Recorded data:
use log::debug;
use serde::Serialize;
use std::fmt;
use std::mem;

/// The different kinds of tokens recognized by the Lox scanner.
///
/// Variants without data represent single‑character or keyword tokens.
/// `STRING(String)` and `NUMBER(f64)` carry their literal values.
/// `IDENTIFIER` is used for user‑defined names.
/// `EOF` marks the end of input.
#[allow(non_camel_case_types)]
#[derive(Debug, Clone, Serialize)]
pub enum TokenType {
    /// '('
    LEFT_PAREN,

    /// ')'
    RIGHT_PAREN,

    /// '{'
    LEFT_BRACE,

    /// '}'
    RIGHT_BRACE,

    /// ','
    COMMA,

    /// '.'
    DOT,

    /// '-'
    MINUS,

    /// '+'
    PLUS,

    /// ';'
    SEMICOLON,

    /// '/'
    SLASH,

    /// '*'
    STAR,

    /// '!'
    BANG,

    /// '!='
    BANG_EQUAL,

    /// '='
    EQUAL,

    /// '=='
    EQUAL_EQUAL,

    /// '>'
    GREATER,

    /// '>='
    GREATER_EQUAL,

    /// '<'
    LESS,

    /// '<='
    LESS_EQUAL,

    /// A user‑defined identifier
    IDENTIFIER,

    /// A string literal (contents without quotes)
    STRING(String),

    /// A numeric literal
    #[serde(rename = "NUMBER")]
    NUMBER(f64),

    /// 'and'
    AND,

    /// 'break'
    BREAK,

    /// 'class'
    CLASS,

    /// 'continue'
    CONTINUE,

    /// 'else'
    ELSE,

    /// 'false'
    FALSE,

    /// 'fun'
    FUN,

    /// 'for'
    FOR,

    /// 'if'
    IF,

    /// 'nil'
    NIL,

    /// 'or'
    OR,

    /// 'print'
    PRINT,

    /// 'return'
    RETURN,

    /// 'static'
    STATIC,

    /// 'super'
    SUPER,

    /// 'this'
    THIS,

    /// 'true'
    TRUE,

    /// 'var'
    VAR,

    /// 'while'
    WHILE,

    /// End‑of‑file marker
    EOF,
}

impl PartialEq for TokenType {
    /// Two TokenTypes are equal if they share the same variant
    /// (ignoring any inner data). Uses `mem::discriminant` to compare.
    fn eq(&self, other: &Self) -> bool {
        mem::discriminant(self) == mem::discriminant(other)
    }
}

impl TokenType {
    /// Upper‑case variant name without payloads, as printed by `tokenize`.
    pub fn name(&self) -> &'static str {
        match self {
            TokenType::STRING(_) => "STRING",
            TokenType::NUMBER(_) => "NUMBER",
            TokenType::LEFT_PAREN => "LEFT_PAREN",
            TokenType::RIGHT_PAREN => "RIGHT_PAREN",
            TokenType::LEFT_BRACE => "LEFT_BRACE",
            TokenType::RIGHT_BRACE => "RIGHT_BRACE",
            TokenType::COMMA => "COMMA",
            TokenType::DOT => "DOT",
            TokenType::MINUS => "MINUS",
            TokenType::PLUS => "PLUS",
            TokenType::SEMICOLON => "SEMICOLON",
            TokenType::SLASH => "SLASH",
            TokenType::STAR => "STAR",
            TokenType::BANG => "BANG",
            TokenType::BANG_EQUAL => "BANG_EQUAL",
            TokenType::EQUAL => "EQUAL",
            TokenType::EQUAL_EQUAL => "EQUAL_EQUAL",
            TokenType::GREATER => "GREATER",
            TokenType::GREATER_EQUAL => "GREATER_EQUAL",
            TokenType::LESS => "LESS",
            TokenType::LESS_EQUAL => "LESS_EQUAL",
            TokenType::IDENTIFIER => "IDENTIFIER",
            TokenType::AND => "AND",
            TokenType::BREAK => "BREAK",
            TokenType::CLASS => "CLASS",
            TokenType::CONTINUE => "CONTINUE",
            TokenType::ELSE => "ELSE",
            TokenType::FALSE => "FALSE",
            TokenType::FUN => "FUN",
            TokenType::FOR => "FOR",
            TokenType::IF => "IF",
            TokenType::NIL => "NIL",
            TokenType::OR => "OR",
            TokenType::PRINT => "PRINT",
            TokenType::RETURN => "RETURN",
            TokenType::STATIC => "STATIC",
            TokenType::SUPER => "SUPER",
            TokenType::THIS => "THIS",
            TokenType::TRUE => "TRUE",
            TokenType::VAR => "VAR",
            TokenType::WHILE => "WHILE",
            TokenType::EOF => "EOF",
        }
    }
}

/// A scanned token, including its type, the source lexeme,
/// and the line number where it was found.
///
/// The lexeme is owned: syntax trees keep tokens for error reporting and
/// function bodies outlive the source text they were parsed from.
#[derive(Debug, Clone, Serialize, PartialEq)]
pub struct Token {
    /// The category of this token.
    pub token_type: TokenType,

    /// The exact substring from the source that produced this token.
    pub lexeme: String,

    /// 1‑based line number in the source.
    pub line: usize,
}

impl Token {
    /// Create a new Token with the given type, lexeme, and line.
    pub fn new<S: Into<String>>(token_type: TokenType, lexeme: S, line: usize) -> Self {
        let lexeme: String = lexeme.into();

        debug!(
            "Creating new token: type={:?}, lexeme={}, line={}",
            token_type, lexeme, line
        );

        Self {
            token_type,
            lexeme,
            line,
        }
    }
}

impl fmt::Display for Token {
    fn fmt(&self, f: &mut fmt::Formatter<'_>) -> fmt::Result {
        // 3 → "3.0", 3.14 → "3.14"
        let literal: String = match &self.token_type {
            TokenType::STRING(s) => s.clone(),
            TokenType::NUMBER(n) => {
                if n.fract() == 0.0 && n.abs() < i64::MAX as f64 {
                    let mut buf: itoa::Buffer = itoa::Buffer::new();
                    format!("{}.0", buf.format(*n as i64))
                } else {
                    n.to_string()
                }
            }
            _ => "null".to_string(),
        };

        write!(f, "{} {} {}", self.token_type.name(), self.lexeme, literal)
    }
}
mod common;

#[cfg(test)]
mod session_tests {
    use pretty_assertions::assert_eq;

    use rox::session::RunStatus;

    use crate::common::session;

    #[test]
    fn test_session_01_bare_expression_is_printed() {
        let (mut lox, out, err) = session();

        assert_eq!(lox.run_line("1 + 2"), RunStatus::Ok);
        assert_eq!(lox.run_line("\"a\" + \"b\""), RunStatus::Ok);

        assert_eq!(out.contents(), "3\nab\n");
        assert_eq!(err.contents(), "");
    }

    #[test]
    fn test_session_02_statements_take_the_batch_path() {
        let (mut lox, out, _) = session();

        assert_eq!(lox.run_line("var a = 10;"), RunStatus::Ok);
        assert_eq!(out.contents(), "");

        assert_eq!(lox.run_line("print a * 2;"), RunStatus::Ok);
        assert_eq!(lox.run_line("a"), RunStatus::Ok);

        assert_eq!(out.contents(), "20\n10\n");
    }

    #[test]
    fn test_session_03_runtime_error_has_no_line_suffix() {
        let (mut lox, _, err) = session();

        assert_eq!(lox.run_line("-\"x\""), RunStatus::RuntimeError);
        assert_eq!(err.contents(), "Operand must be a number.\n");
    }

    #[test]
    fn test_session_04_continues_after_runtime_error() {
        let (mut lox, out, err) = session();

        lox.run_line("var total = 1;");
        assert_eq!(
            lox.run_line("{ var inner = 2; total = total + nope; }"),
            RunStatus::RuntimeError
        );
        assert_eq!(err.contents(), "Undefined variable 'nope'.\n[line 1]\n");

        // The failed block must not leave its frame behind.
        assert_eq!(lox.run_line("var inner = 5;"), RunStatus::Ok);
        assert_eq!(lox.run_line("total + inner"), RunStatus::Ok);
        assert_eq!(out.contents(), "6\n");
    }

    #[test]
    fn test_session_05_functions_survive_across_lines() {
        let (mut lox, out, _) = session();

        lox.run_line("fun adder(n) { fun add(x) { return x + n; } return add; }");
        lox.run_line("var add5 = adder(5);");
        lox.run_line("add5(10)");

        assert_eq!(out.contents(), "15\n");
    }

    #[test]
    fn test_session_06_syntax_errors_come_from_the_full_parse() {
        let (mut lox, out, err) = session();

        assert_eq!(lox.run_line("print 1 +;"), RunStatus::StaticError);
        assert_eq!(out.contents(), "");
        assert_eq!(err.contents(), "[line 1] Error at ';': Expect expression.\n");

        err.clear();
        assert_eq!(lox.run_line("@"), RunStatus::StaticError);
        assert_eq!(err.contents(), "[line 1] Error: Unexpected characters.\n");
    }

    #[test]
    fn test_session_07_static_error_in_bare_expression() {
        let (mut lox, out, err) = session();

        assert_eq!(lox.run_line("this"), RunStatus::StaticError);
        assert_eq!(out.contents(), "");
        assert_eq!(
            err.contents(),
            "[line 1] Error at 'this': Can't use 'this' outside of a class.\n"
        );
    }

    #[test]
    fn test_session_08_exit_codes() {
        assert_eq!(RunStatus::Ok.exit_code(), 0);
        assert_eq!(RunStatus::StaticError.exit_code(), 65);
        assert_eq!(RunStatus::RuntimeError.exit_code(), 70);
    }

    #[test]
    fn test_session_09_batch_run_does_not_echo_values() {
        let (mut lox, out, _) = session();

        // Batch mode never echoes expression values.
        assert_eq!(lox.run("1 + 2;"), RunStatus::Ok);
        assert_eq!(out.contents(), "");
    }

    #[test]
    fn test_session_10_recovers_from_runaway_recursion() {
        let (mut lox, out, err) = session();

        lox.run_line("fun down(n) { return down(n + 1); }");
        assert_eq!(lox.run_line("down(0)"), RunStatus::RuntimeError);
        assert_eq!(err.contents(), "Stack overflow.\n");

        assert_eq!(lox.run_line("print \"still here\";"), RunStatus::Ok);
        assert_eq!(out.contents(), "still here\n");
    }

    #[test]
    fn test_session_11_resolutions_do_not_pile_up() {
        let (mut lox, out, _) = session();

        lox.run_line("fun sum(n) { var total = 0; for (var i = 1; i <= n; i = i + 1) total = total + i; return total; }");
        let retained: usize = lox.interpreter().resolved_count();
        assert!(retained > 0, "function bodies keep their resolutions");

        for _ in 0..50 {
            lox.run_line("{ var a = 1; { var b = a + 1; print b; } }");
            lox.run_line("(1 + 2) * 3");
            lox.run_line("var broken = ;");
        }
        assert_eq!(lox.interpreter().resolved_count(), retained);

        out.clear();
        assert_eq!(lox.run_line("sum(4)"), RunStatus::Ok);
        assert_eq!(out.contents(), "10\n");
    }

    #[test]
    fn test_session_12_failed_resolution_leaves_nothing_behind() {
        let (mut lox, _, _) = session();

        assert_eq!(
            lox.run_line("fun f() { var a = 1; var a = 2; return a; }"),
            RunStatus::StaticError
        );
        assert_eq!(lox.interpreter().resolved_count(), 0);
    }
}
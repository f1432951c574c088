use clap::{Parser, Subcommand};

use lentil::run_safe::{run_safe, SafeArgs};
use lentil::run_summary::{run_summary, SummaryArgs};

/// Spatial Analysis of Functional Enrichment over topological sample maps
#[derive(Parser, Debug)]
#[command(version, about, long_about)]
struct Cli {
    #[command(subcommand)]
    commands: Commands,
}

#[derive(Subcommand, Debug)]
enum Commands {
    /// Permutation-based SAFE scoring with a per-feature enrichment summary
    Safe(SafeArgs),

    /// Recompute an enrichment summary from previously written SAFE scores
    Summary(SummaryArgs),
}

fn main() -> anyhow::Result<()> {
    let cli = Cli::parse();

    match cli.commands {
        Commands::Safe(args) => {
            run_safe(args)?;
        }
        Commands::Summary(args) => {
            run_summary(args)?;
        }
    }

    Ok(())
}
use crate::common::*;

use fnv::FnvHashSet as HashSet;
use topo_graph::common_io::{read_lines, write_lines};

/// A named numeric table: row names down the first column, feature
/// names across the header. Column order is semantic-free but must
/// survive the pipeline unchanged.
#[derive(Debug, Clone)]
pub struct DataTable {
    pub values: Mat,
    /// feature names, one per column
    pub columns: Vec<Box<str>>,
    /// row names (samples or nodes)
    pub rows: Vec<Box<str>>,
}

fn delimiter_for(file: &str) -> char {
    let stem = file.strip_suffix(".gz").unwrap_or(file);
    if stem.ends_with(".csv") {
        ','
    } else {
        '\t'
    }
}

impl DataTable {
    pub fn nrows(&self) -> usize {
        self.values.nrows()
    }

    pub fn ncols(&self) -> usize {
        self.values.ncols()
    }

    /// Parse a delimited text file with a header line. The delimiter
    /// follows the extension (`.csv` vs anything else), `.gz` handled
    /// transparently.
    pub fn from_file(data_file: &str) -> anyhow::Result<DataTable> {
        let delim = delimiter_for(data_file);
        let lines = read_lines(data_file)?;

        if lines.len() < 2 {
            anyhow::bail!("{}: no data rows under the header", data_file);
        }

        let mut header = lines[0].split(delim);
        header.next(); // row name column
        let columns: Vec<Box<str>> = header.map(|w| w.trim().into()).collect();

        if columns.is_empty() {
            anyhow::bail!("{}: header names no feature columns", data_file);
        }

        let mut rows = Vec::with_capacity(lines.len() - 1);
        let mut values = Vec::with_capacity((lines.len() - 1) * columns.len());

        for line in lines[1..].iter() {
            let mut words = line.split(delim);
            let name = words
                .next()
                .ok_or_else(|| anyhow::anyhow!("{}: empty line", data_file))?;
            rows.push(name.trim().into());

            let mut parsed = 0_usize;
            for w in words {
                values.push(w.trim().parse::<f64>()?);
                parsed += 1;
            }
            if parsed != columns.len() {
                anyhow::bail!(
                    "{}: row {} has {} values for {} columns",
                    data_file,
                    name,
                    parsed,
                    columns.len()
                );
            }
        }

        let values = Mat::from_shape_vec((rows.len(), columns.len()), values)?;

        info!(
            "read {}: {} rows x {} columns",
            data_file,
            rows.len(),
            columns.len()
        );

        Ok(DataTable {
            values,
            columns,
            rows,
        })
    }

    /// Write the table back out, delimiter chosen by extension
    pub fn to_file(&self, data_file: &str) -> anyhow::Result<()> {
        let delim = delimiter_for(data_file).to_string();

        let mut lines: Vec<Box<str>> = Vec::with_capacity(self.nrows() + 1);
        let mut header = vec!["name".to_string()];
        header.extend(self.columns.iter().map(|c| c.to_string()));
        lines.push(header.join(&delim).into_boxed_str());

        for (i, name) in self.rows.iter().enumerate() {
            let mut fields = vec![name.to_string()];
            fields.extend(self.values.row(i).iter().map(|v| format!("{}", v)));
            lines.push(fields.join(&delim).into_boxed_str());
        }

        write_lines(&lines, data_file)
    }

    /// Merge tables column-wise. All tables must agree on row count;
    /// row names follow the first table.
    pub fn concat_columns(tables: Vec<DataTable>) -> anyhow::Result<DataTable> {
        let Some(first) = tables.first() else {
            anyhow::bail!("no tables to merge");
        };

        let nrows = first.nrows();
        if let Some(bad) = tables.iter().find(|t| t.nrows() != nrows) {
            anyhow::bail!(
                "row count mismatch across metadata files: {} vs {}",
                nrows,
                bad.nrows()
            );
        }

        let rows = first.rows.clone();
        let mut columns = Vec::new();
        let ncols: usize = tables.iter().map(|t| t.ncols()).sum();
        let mut values = Mat::zeros((nrows, ncols));

        let mut at = 0_usize;
        for table in tables.into_iter() {
            let width = table.ncols();
            values
                .slice_mut(ndarray::s![.., at..at + width])
                .assign(&table.values);
            columns.extend(table.columns);
            at += width;
        }

        let seen: HashSet<&Box<str>> = columns.iter().collect();
        if seen.len() != columns.len() {
            warn!("duplicated feature names after merging metadata files");
        }

        Ok(DataTable {
            values,
            columns,
            rows,
        })
    }

    /// Restrict to the named columns, preserving their given order
    pub fn select_columns(&self, names: &[Box<str>]) -> anyhow::Result<DataTable> {
        let mut picks = Vec::with_capacity(names.len());
        for name in names.iter() {
            let j = self
                .columns
                .iter()
                .position(|c| c == name)
                .ok_or_else(|| anyhow::anyhow!("unknown feature column: {}", name))?;
            picks.push(j);
        }

        let mut values = Mat::zeros((self.nrows(), picks.len()));
        for (out_j, &j) in picks.iter().enumerate() {
            values.column_mut(out_j).assign(&self.values.column(j));
        }

        Ok(DataTable {
            values,
            columns: names.to_vec(),
            rows: self.rows.clone(),
        })
    }
}

#[cfg(test)]
mod tests {
    use super::*;

    fn table(rows: usize, cols: &[&str]) -> DataTable {
        let columns: Vec<Box<str>> = cols.iter().map(|&c| c.into()).collect();
        let values = Mat::from_shape_fn((rows, columns.len()), |(i, j)| {
            (i * 10 + j) as f64
        });
        DataTable {
            values,
            columns,
            rows: (0..rows).map(|i| format!("r{}", i).into()).collect(),
        }
    }

    #[test]
    fn concat_keeps_column_order() {
        let merged =
            DataTable::concat_columns(vec![table(3, &["a", "b"]), table(3, &["c"])])
                .unwrap();
        let names: Vec<&str> = merged.columns.iter().map(|c| c.as_ref()).collect();
        assert_eq!(names, vec!["a", "b", "c"]);
        assert_eq!(merged.values[(1, 2)], 10.0);
    }

    #[test]
    fn concat_rejects_mismatched_rows() {
        let out = DataTable::concat_columns(vec![table(3, &["a"]), table(4, &["b"])]);
        assert!(out.is_err());
    }

    #[test]
    fn select_columns_reorders() {
        let t = table(2, &["a", "b", "c"]);
        let picked = t.select_columns(&["c".into(), "a".into()]).unwrap();
        assert_eq!(picked.values[(0, 0)], 2.0);
        assert_eq!(picked.values[(0, 1)], 0.0);
    }

    #[test]
    fn file_round_trip() -> anyhow::Result<()> {
        let t = table(3, &["alpha", "beta"]);
        let dir = tempfile::tempdir()?;
        let path = dir.path().join("meta.tsv").to_string_lossy().to_string();
        t.to_file(&path)?;
        let t2 = DataTable::from_file(&path)?;
        assert_eq!(t.columns, t2.columns);
        assert_eq!(t.rows, t2.rows);
        assert_eq!(t.values, t2.values);
        Ok(())
    }
}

Exercise objective.
Your answer should be the lines of the records that include the word "push".

Written answer.
            rows.push(name.trim().into());
                values.push(w.trim().parse::<f64>()?);
        lines.push(header.join(&delim).into_boxed_str());
            lines.push(fields.join(&delim).into_boxed_str());
            picks.push(j);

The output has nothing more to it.